## Task goal
Your task is to copy every line of the records below that contains "const".

## Given records
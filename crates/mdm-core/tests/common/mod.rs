pub mod stream_server;
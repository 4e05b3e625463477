//! Stall watchdog for long-running mux processes.
//!
//! Pure state machine driven by two signals: growth of the output file and
//! arrival of stderr telemetry. Each counted stall shrinks the window the
//! process has to show progress; three stalls means the process is wedged
//! and gets killed.

use std::time::{Duration, Instant};

const STALL_WINDOW_SHRINK: Duration = Duration::from_secs(5);
const MAX_STALLS: u32 = 3;

#[derive(Debug, Clone, Copy, PartialEq)]
pub enum Verdict {
    Healthy,
    /// A stall was just counted; the caller should log it.
    StallWarning(u32),
    /// Too many stalls; kill the process.
    Abort { stalled_for: f64 },
}

pub struct Watchdog {
    budget: Duration,
    floor: Duration,
    telemetry_idle: Duration,
    stalls: u32,
    last_size: u64,
    /// Last time we saw the output file grow (or start of run).
    last_growth: Instant,
    /// Last growth not reset by stall accounting, for reporting.
    last_real_growth: Instant,
    last_telemetry: Instant,
}

impl Watchdog {
    pub fn new(budget: Duration, floor: Duration, telemetry_idle: Duration, now: Instant) -> Self {
        Self {
            budget,
            floor,
            telemetry_idle,
            stalls: 0,
            last_size: 0,
            last_growth: now,
            last_real_growth: now,
            last_telemetry: now,
        }
    }

    /// Record the current size of the output file.
    pub fn record_output_size(&mut self, size: u64, now: Instant) {
        if size > self.last_size {
            self.last_size = size;
            self.last_growth = now;
            self.last_real_growth = now;
            // Growth clears the strike count.
            self.stalls = 0;
        }
    }

    /// Record that the process produced stderr output.
    pub fn record_telemetry(&mut self, now: Instant) {
        self.last_telemetry = now;
    }

    /// Current allowance before the next stall is counted. Shrinks with
    /// each stall, but never below the floor.
    pub fn window(&self) -> Duration {
        let shrink = STALL_WINDOW_SHRINK * self.stalls;
        let shrunk = self.budget.saturating_sub(shrink).max(self.floor);
        shrunk.min(self.budget)
    }

    /// Evaluate the process at `now`.
    ///
    /// A stall requires both signals to be quiet: no file growth for the
    /// current window AND no stderr output for the telemetry idle limit.
    /// A chatty-but-unproductive process is left to the overall deadline.
    pub fn check(&mut self, now: Instant) -> Verdict {
        let growth_gap = now.duration_since(self.last_growth);
        let telemetry_gap = now.duration_since(self.last_telemetry);

        if growth_gap <= self.window() || telemetry_gap <= self.telemetry_idle {
            return Verdict::Healthy;
        }

        self.stalls += 1;
        if self.stalls >= MAX_STALLS {
            Verdict::Abort {
                stalled_for: now.duration_since(self.last_real_growth).as_secs_f64(),
            }
        } else {
            // Counting a stall restarts the (now smaller) window.
            self.last_growth = now;
            Verdict::StallWarning(self.stalls)
        }
    }
}
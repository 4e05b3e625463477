//! Job-level error taxonomy.
//!
//! Four fatality classes drive the driver's behavior: extraction and storage
//! failures are fatal immediately, network failures surface only after the
//! fetcher's retry budget is spent, merge failures only after the fallback
//! chain is exhausted. Whatever surfaces here becomes the failed snapshot's
//! message, with progress preserved at its last value.

use thiserror::Error;

use crate::extract::ExtractError;
use crate::merge::MergeError;
use crate::retry::FetchError;

#[derive(Debug, Error)]
pub enum JobError {
    /// Source has no usable formats or the extractor rejected it. Not retried.
    #[error("extraction failed: {0}")]
    Extraction(#[from] ExtractError),

    /// A fetch phase failed; transient failures were already retried.
    #[error("download failed: {0}")]
    Network(#[from] FetchError),

    /// The muxer failed after all strategy/container fallbacks.
    #[error("merge failed: {0}")]
    Merge(#[from] MergeError),

    /// Final move/rename into storage failed. Fatal, not retried.
    #[error("storage failed: {0}")]
    Storage(String),

    /// Task plumbing failure (join error etc.); should not happen in practice.
    #[error("internal: {0}")]
    Internal(String),
}
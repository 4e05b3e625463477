//! Job data model: request, live snapshot, terminal result.
//!
//! The snapshot is the single record observers see; it is owned by the driver
//! while the job runs and mirrored into the store/publisher on every change.
//! Field names serialize in camelCase for the live-feed gateway.

use serde::Serialize;
use std::path::PathBuf;
use std::time::{SystemTime, UNIX_EPOCH};

use crate::phase::PhaseKind;

/// Job identifier (uuid v4 string).
pub type JobId = String;

/// Separator in a format selector that denotes a two-stream merge job.
pub const SELECTOR_SEPARATOR: char = '+';

/// A submission: which source, which stream(s), and optional naming hints.
#[derive(Debug, Clone)]
pub struct JobRequest {
    /// Source page/video URL handed to the extractor.
    pub url: String,
    /// Single stream id ("18") or two ids joined with `+` ("299+140").
    pub format_selector: String,
    /// Preferred display title; falls back to the extractor's title.
    pub title: Option<String>,
    /// Extension hint for progressive downloads with no better information.
    pub ext_hint: Option<String>,
}

/// Whether a request needs one download or two downloads plus a mux step.
#[derive(Debug, Clone, Copy, PartialEq, Eq, Serialize)]
#[serde(rename_all = "lowercase")]
pub enum JobKind {
    Progressive,
    Merge,
}

impl JobKind {
    /// Classifies a format selector: an internal `+` means merge.
    pub fn classify(selector: &str) -> JobKind {
        match split_selector(selector) {
            Some(_) => JobKind::Merge,
            None => JobKind::Progressive,
        }
    }
}

/// Splits a merge selector into (video id, audio id). Returns `None` for a
/// progressive selector or when either side is empty.
pub fn split_selector(selector: &str) -> Option<(&str, &str)> {
    let (v, a) = selector.split_once(SELECTOR_SEPARATOR)?;
    if v.is_empty() || a.is_empty() {
        return None;
    }
    Some((v, a))
}

/// Closed set of job states; each variant carries only what that state needs.
#[derive(Debug, Clone, Copy, PartialEq, Serialize)]
#[serde(tag = "state", rename_all = "lowercase")]
pub enum JobStatus {
    Queued,
    Started,
    Downloading { phase: PhaseKind },
    Merging,
    Finalizing,
    Finished,
    Failed,
}

impl JobStatus {
    pub fn as_str(&self) -> &'static str {
        match self {
            JobStatus::Queued => "queued",
            JobStatus::Started => "started",
            JobStatus::Downloading { .. } => "downloading",
            JobStatus::Merging => "merging",
            JobStatus::Finalizing => "finalizing",
            JobStatus::Finished => "finished",
            JobStatus::Failed => "failed",
        }
    }

    /// True for `finished` and `failed`; no mutation happens after these.
    pub fn is_terminal(&self) -> bool {
        matches!(self, JobStatus::Finished | JobStatus::Failed)
    }
}

/// What a successful job produced.
#[derive(Debug, Clone, PartialEq, Serialize)]
#[serde(rename_all = "camelCase")]
pub struct JobResult {
    pub path: PathBuf,
    pub file_name: String,
    pub mime: String,
    pub size_bytes: u64,
}

/// Live view of one job, kept current in the store for any reader.
#[derive(Debug, Clone, PartialEq, Serialize)]
#[serde(rename_all = "camelCase")]
pub struct JobSnapshot {
    pub id: JobId,
    pub kind: JobKind,
    #[serde(flatten)]
    pub status: JobStatus,
    /// Global progress in [0,1]; non-decreasing for the job's lifetime.
    pub progress01: f64,
    pub message: String,
    #[serde(skip_serializing_if = "Option::is_none")]
    pub downloaded_bytes: Option<u64>,
    #[serde(skip_serializing_if = "Option::is_none")]
    pub total_bytes: Option<u64>,
    #[serde(skip_serializing_if = "Option::is_none")]
    pub speed_bps: Option<f64>,
    #[serde(skip_serializing_if = "Option::is_none")]
    pub eta_seconds: Option<u64>,
    #[serde(skip_serializing_if = "Option::is_none")]
    pub result: Option<JobResult>,
    #[serde(skip_serializing_if = "Option::is_none")]
    pub error: Option<String>,
    pub created_at: i64,
    pub updated_at: i64,
}

impl JobSnapshot {
    /// Fresh snapshot for a just-submitted job.
    pub fn queued(id: JobId, kind: JobKind) -> Self {
        let now = unix_now();
        JobSnapshot {
            id,
            kind,
            status: JobStatus::Queued,
            progress01: 0.0,
            message: "queued".to_string(),
            downloaded_bytes: None,
            total_bytes: None,
            speed_bps: None,
            eta_seconds: None,
            result: None,
            error: None,
            created_at: now,
            updated_at: now,
        }
    }
}

/// MIME type for a container/file extension (lowercased match).
pub fn mime_for_ext(ext: &str) -> &'static str {
    match ext.to_ascii_lowercase().as_str() {
        "mp4" | "m4v" => "video/mp4",
        "webm" => "video/webm",
        "mkv" => "video/x-matroska",
        "m4a" => "audio/mp4",
        "mp3" => "audio/mpeg",
        "opus" => "audio/ogg",
        _ => "application/octet-stream",
    }
}

/// Seconds since the unix epoch.
pub fn unix_now() -> i64 {
    SystemTime::now()
        .duration_since(UNIX_EPOCH)
        .map(|d| d.as_secs() as i64)
        .unwrap_or(0)
}

#[cfg(test)]
mod tests {
    use super::*;

    #[test]
    fn selector_classification() {
        assert_eq!(JobKind::classify("299+140"), JobKind::Merge);
        assert_eq!(JobKind::classify("18"), JobKind::Progressive);
        // A dangling separator is not a valid merge selector.
        assert_eq!(JobKind::classify("299+"), JobKind::Progressive);
        assert_eq!(JobKind::classify("+140"), JobKind::Progressive);
    }

    #[test]
    fn selector_split() {
        assert_eq!(split_selector("299+140"), Some(("299", "140")));
        assert_eq!(split_selector("18"), None);
    }

    #[test]
    fn status_terminality() {
        assert!(JobStatus::Finished.is_terminal());
        assert!(JobStatus::Failed.is_terminal());
        assert!(!JobStatus::Merging.is_terminal());
        assert!(!JobStatus::Downloading {
            phase: PhaseKind::Video
        }
        .is_terminal());
    }

    #[test]
    fn snapshot_serializes_flat_state() {
        let mut snap = JobSnapshot::queued("j1".into(), JobKind::Merge);
        snap.status = JobStatus::Downloading {
            phase: PhaseKind::Video,
        };
        let v: serde_json::Value = serde_json::to_value(&snap).unwrap();
        assert_eq!(v["state"], "downloading");
        assert_eq!(v["phase"], "video");
        assert_eq!(v["kind"], "merge");
        assert!(v.get("result").is_none());
    }

    #[test]
    fn mime_map_matches_known_containers() {
        assert_eq!(mime_for_ext("mp4"), "video/mp4");
        assert_eq!(mime_for_ext("MKV"), "video/x-matroska");
        assert_eq!(mime_for_ext("weird"), "application/octet-stream");
    }
}
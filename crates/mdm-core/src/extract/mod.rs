//! Source extraction: resolve a page URL into fetchable stream descriptors.

mod ytdlp;

use async_trait::async_trait;
use serde::{Deserialize, Serialize};
use thiserror::Error;

pub use ytdlp::YtdlpExtractor;

/// One fetchable elementary stream offered by a source.
#[derive(Debug, Clone, Serialize, Deserialize)]
pub struct StreamDescriptor {
    /// Source-assigned identifier, referenced by format selectors.
    pub id: String,
    /// Container/extension of the stream as served (e.g. "mp4", "webm").
    pub container: String,
    /// Video codec, `None` for audio-only streams.
    pub vcodec: Option<String>,
    /// Audio codec, `None` for video-only streams.
    pub acodec: Option<String>,
    pub bitrate_kbps: Option<f64>,
    /// Direct URL the fetcher downloads from.
    pub fetch_url: String,
    pub approx_size_bytes: Option<u64>,
}

impl StreamDescriptor {
    pub fn has_video(&self) -> bool {
        self.vcodec.is_some()
    }

    pub fn has_audio(&self) -> bool {
        self.acodec.is_some()
    }
}

/// Everything known about a source URL after extraction.
#[derive(Debug, Clone, Serialize, Deserialize)]
pub struct MediaInfo {
    pub title: Option<String>,
    pub duration_seconds: Option<f64>,
    pub streams: Vec<StreamDescriptor>,
}

impl MediaInfo {
    /// Look up a stream by id.
    pub fn stream(&self, id: &str) -> Option<&StreamDescriptor> {
        self.streams.iter().find(|s| s.id == id)
    }
}

#[derive(Debug, Error)]
pub enum ExtractError {
    #[error("extractor tool failed: {0}")]
    Tool(String),
    #[error("no fetchable streams for {0}")]
    NoFormats(String),
    #[error("unknown format id: {0}")]
    UnknownFormat(String),
    #[error("malformed extractor output: {0}")]
    Malformed(String),
}

/// Turns a page URL into stream descriptors. Object-safe so the driver can
/// take a test double.
#[async_trait]
pub trait SourceExtractor: Send + Sync {
    async fn extract(&self, url: &str) -> Result<MediaInfo, ExtractError>;
}
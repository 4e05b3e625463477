//! `mdm run <url> --format <sel>` – run one job to completion, printing
//! progress until it reaches a terminal state.

use std::sync::Arc;
use std::time::Duration;

use anyhow::{bail, Result};

use mdm_core::config::MdmConfig;
use mdm_core::driver::JobDriver;
use mdm_core::extract::YtdlpExtractor;
use mdm_core::job::{JobRequest, JobStatus};
use mdm_core::merge::FfmpegMerger;
use mdm_core::publish::ProgressPublisher;
use mdm_core::retry::RetryPolicy;
use mdm_core::storage::LocalStorage;
use mdm_core::store::JobStore;

const POLL_INTERVAL: Duration = Duration::from_millis(250);

pub async fn run_job(
    cfg: &MdmConfig,
    url: String,
    format: String,
    title: Option<String>,
    ext: Option<String>,
) -> Result<()> {
    let store = Arc::new(JobStore::new());
    let publisher = Arc::new(ProgressPublisher::new());
    let extractor = Arc::new(YtdlpExtractor::new(cfg.ytdlp_bin.clone()));
    let merger = Arc::new(FfmpegMerger::new(
        cfg.ffmpeg_bin.clone(),
        cfg.ffprobe_bin.clone(),
        cfg.merge_config(),
    ));
    let storage = LocalStorage::from_config(cfg)?;
    let retry = RetryPolicy::from_config(&cfg.retry_config());

    let driver = Arc::new(JobDriver::new(
        store.clone(),
        publisher,
        extractor,
        merger,
        storage,
        retry,
    ));

    let id = driver.submit(JobRequest {
        url,
        format_selector: format,
        title,
        ext_hint: ext,
    });
    println!("job {id}");

    // The store always holds the latest snapshot; polling it avoids racing
    // the spawned job for a subscription.
    let mut last_line = String::new();
    loop {
        tokio::time::sleep(POLL_INTERVAL).await;
        let Some(snap) = store.get(&id) else { continue };

        let mut line = format!(
            "{:>11}  {:5.1}%  {}",
            snap.status.as_str(),
            snap.progress01 * 100.0,
            snap.message
        );
        if let Some(speed) = snap.speed_bps {
            line.push_str(&format!("  {:.1} MiB/s", speed / (1024.0 * 1024.0)));
        }
        if line != last_line {
            println!("{line}");
            last_line = line;
        }

        if snap.status.is_terminal() {
            match snap.status {
                JobStatus::Finished => {
                    let result = snap
                        .result
                        .ok_or_else(|| anyhow::anyhow!("finished job has no result"))?;
                    println!(
                        "saved {} ({} bytes, {})",
                        result.path.display(),
                        result.size_bytes,
                        result.mime
                    );
                    return Ok(());
                }
                _ => {
                    bail!(
                        "job failed: {}",
                        snap.error.unwrap_or_else(|| "unknown error".to_string())
                    );
                }
            }
        }
    }
}
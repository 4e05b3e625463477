//! Retry and backoff policy for fetch phases.
//!
//! Encapsulates error classification (timeouts, throttling, connection
//! failures) and exponential backoff decisions so the fetcher and driver
//! share one consistent policy: network-transient failures are retried up to
//! a fixed cap, everything else propagates immediately.

mod classify;
mod error;
mod policy;
mod run;

pub use classify::{classify, classify_curl_error, classify_http_status};
pub use error::FetchError;
pub use policy::{ErrorKind, RetryDecision, RetryPolicy};
pub use run::{run_with_retry, RetryNotice};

## Task output
const STALL_WINDOW_SHRINK: Duration = Duration::from_secs(5);
const MAX_STALLS: u32 = 3;
pub const SELECTOR_SEPARATOR: char = '+';
const POLL_INTERVAL: Duration = Duration::from_millis(250);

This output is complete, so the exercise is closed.